Já não podemos ser os pais radicais de antigamente e criarmos nossos filhos pelo autoritarismo. Mas uma coisa é certa: amor não se mendiga, respeito muito menos. Precisamos amar nossos filhos sem cobrar nada em troca, sem esperar o reconhecimento por este amor, mas exigindo o respeito. Na infância e na adolescência o reconhecimento possivelmente não vai acontecer, é imaturidade dos pais esperarem por isso. A culpa, a pena e a insegurança tem que sair da cabeça do pai e da mãe, ou pelo menos não podem ser percebidos pelo filho.

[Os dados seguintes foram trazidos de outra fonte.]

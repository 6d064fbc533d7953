use partner_review::config::{parse_timeout_secs, BackendConfig, ConfigError};
use partner_review::workflows::channel_partner::{
    FormField, NoticeLevel, Notifier, PartnerId, ReviewNotice, SectionStatus,
};

/// Prints reviewer notices: successes to stdout, failures to stderr.
#[derive(Debug, Default, Clone, Copy)]
pub(crate) struct ConsoleNotifier;

impl Notifier for ConsoleNotifier {
    fn notify(&self, notice: ReviewNotice) {
        match notice.level {
            NoticeLevel::Success => println!("{}", notice.message),
            NoticeLevel::Failure => match notice.detail {
                Some(detail) => eprintln!("{} ({detail})", notice.message),
                None => eprintln!("{}", notice.message),
            },
        }
    }
}

/// Only the two review outcomes can be requested; pending is reached by toggling.
pub(crate) fn parse_review_status(raw: &str) -> Result<SectionStatus, String> {
    match raw.trim().to_ascii_lowercase().as_str() {
        "approved" | "approve" => Ok(SectionStatus::Approved),
        "rejected" | "reject" => Ok(SectionStatus::Rejected),
        _ => Err(format!(
            "failed to parse '{raw}' as a review status (expected approved or rejected)"
        )),
    }
}

pub(crate) fn parse_timeout(raw: &str) -> Result<u64, String> {
    parse_timeout_secs(raw).map_err(|err| err.to_string())
}

/// Matches a decision against the selectable values, returning the canonical spelling.
pub(crate) fn canonical_decision(raw: &str) -> Option<&'static str> {
    let trimmed = raw.trim();
    FormField::FinalDecision
        .options()
        .iter()
        .copied()
        .find(|option| option.eq_ignore_ascii_case(trimmed))
}

pub(crate) fn resolve_partner(
    flag: Option<String>,
    configured: Option<PartnerId>,
) -> Result<PartnerId, ConfigError> {
    flag.map(|raw| raw.trim().to_string())
        .filter(|raw| !raw.is_empty())
        .map(PartnerId)
        .or(configured)
        .ok_or(ConfigError::MissingPartnerId)
}

/// Applies command-line overrides on top of the loaded backend settings.
pub(crate) fn override_backend(
    backend: BackendConfig,
    base_url: Option<String>,
    timeout_secs: Option<u64>,
) -> Result<BackendConfig, ConfigError> {
    if base_url.is_none() && timeout_secs.is_none() {
        return Ok(backend);
    }

    let timeout = timeout_secs
        .map(std::time::Duration::from_secs)
        .unwrap_or(backend.request_timeout);
    BackendConfig::new(base_url.unwrap_or(backend.base_url), timeout)
}

#[cfg(test)]
mod tests {
    use super::*;
    use std::time::Duration;

    #[test]
    fn review_status_accepts_both_outcomes_only() {
        assert_eq!(parse_review_status("Approved"), Ok(SectionStatus::Approved));
        assert_eq!(parse_review_status(" reject "), Ok(SectionStatus::Rejected));
        assert!(parse_review_status("pending").is_err());
    }

    #[test]
    fn decisions_are_normalized_to_the_selectable_values() {
        assert_eq!(canonical_decision("rejected"), Some("Rejected"));
        assert_eq!(canonical_decision("Pending"), Some("Pending"));
        assert_eq!(canonical_decision("maybe"), None);
    }

    #[test]
    fn partner_flag_wins_over_configuration() {
        let configured = Some(PartnerId::from(5));
        assert_eq!(
            resolve_partner(Some("42".to_string()), configured.clone()).expect("flag"),
            PartnerId::from(42)
        );
        assert_eq!(
            resolve_partner(Some("  ".to_string()), configured).expect("config"),
            PartnerId::from(5)
        );
        assert!(matches!(
            resolve_partner(None, None),
            Err(ConfigError::MissingPartnerId)
        ));
    }

    #[test]
    fn backend_overrides_are_validated() {
        let backend = BackendConfig::default();
        let overridden = override_backend(
            backend.clone(),
            Some("https://partners.example.com/api/".to_string()),
            Some(3),
        )
        .expect("valid override");
        assert_eq!(overridden.base_url, "https://partners.example.com/api");
        assert_eq!(overridden.request_timeout, Duration::from_secs(3));

        assert!(override_backend(backend, Some("ftp://nope".to_string()), None).is_err());
        assert!(parse_timeout("0").is_err());
    }
}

Porque a junção de uma geração que argumenta o tempo todo, que pede explicação para tudo, e que vive dizendo o que é ou não justo, com pais inseguros, é o caos completo na educação. Acima do filho argumentador e sabido, precisa haver um pai e uma mãe sem pena de ouvir e ver o filho chorar, sem pena de dizer “não”, e de finalizar uma “insistente súplica” do pequeno com a frase “Porque não, e acabou! Não falamos mais nesse assunto!” (e não falar mesmo, por mais que doa).